* **Your instructions**:
The answer must be every line of the records in which the string "messages" appears.

*** Opening Supplied data ***

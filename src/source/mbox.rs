//! Single mbox file, consumed whole.

use std::path::PathBuf;

use tracing::{debug, info};

use crate::dispatch::simulate::unique_path;
use crate::error::{RelayError, Result};
use crate::model::message::InboundMessage;
use crate::parser::mbox::{is_mbox, split_mbox};
use crate::parser::mime::parse_message;

use super::MailSource;

/// Reads every message of an mbox file, then renames it to `<name>.processed`.
#[derive(Debug, Clone)]
pub struct MboxSource {
    path: PathBuf,
}

impl MboxSource {
    pub fn new(path: impl Into<PathBuf>) -> Self {
        Self { path: path.into() }
    }

    fn source_error(&self, reason: impl Into<String>) -> RelayError {
        RelayError::Source {
            path: self.path.clone(),
            reason: reason.into(),
        }
    }
}

impl MailSource for MboxSource {
    fn fetch_unprocessed(&mut self) -> Result<Vec<InboundMessage>> {
        if !self.path.exists() {
            debug!(path = %self.path.display(), "No mbox spool, nothing to fetch");
            return Ok(Vec::new());
        }

        let data = std::fs::read(&self.path).map_err(|e| self.source_error(e.to_string()))?;
        if data.is_empty() {
            return Ok(Vec::new());
        }
        if !is_mbox(&data) {
            return Err(self.source_error("file does not start with a 'From ' line"));
        }

        let mut processed_name = self.path.as_os_str().to_owned();
        processed_name.push(".processed");
        let target = unique_path(&PathBuf::from(processed_name));
        std::fs::rename(&self.path, &target).map_err(|e| self.source_error(e.to_string()))?;

        let messages: Vec<InboundMessage> = split_mbox(&data)
            .iter()
            .map(|m| parse_message(&m.raw))
            .collect();
        info!(
            path = %self.path.display(),
            archived = %target.display(),
            count = messages.len(),
            "Consumed mbox"
        );
        Ok(messages)
    }

    fn describe(&self) -> String {
        format!("mbox {}", self.path.display())
    }
}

*** Closing Supplied data ***

* **Exercise output**:
        let messages: Vec<InboundMessage> = split_mbox(&data)
            count = messages.len(),
        Ok(messages)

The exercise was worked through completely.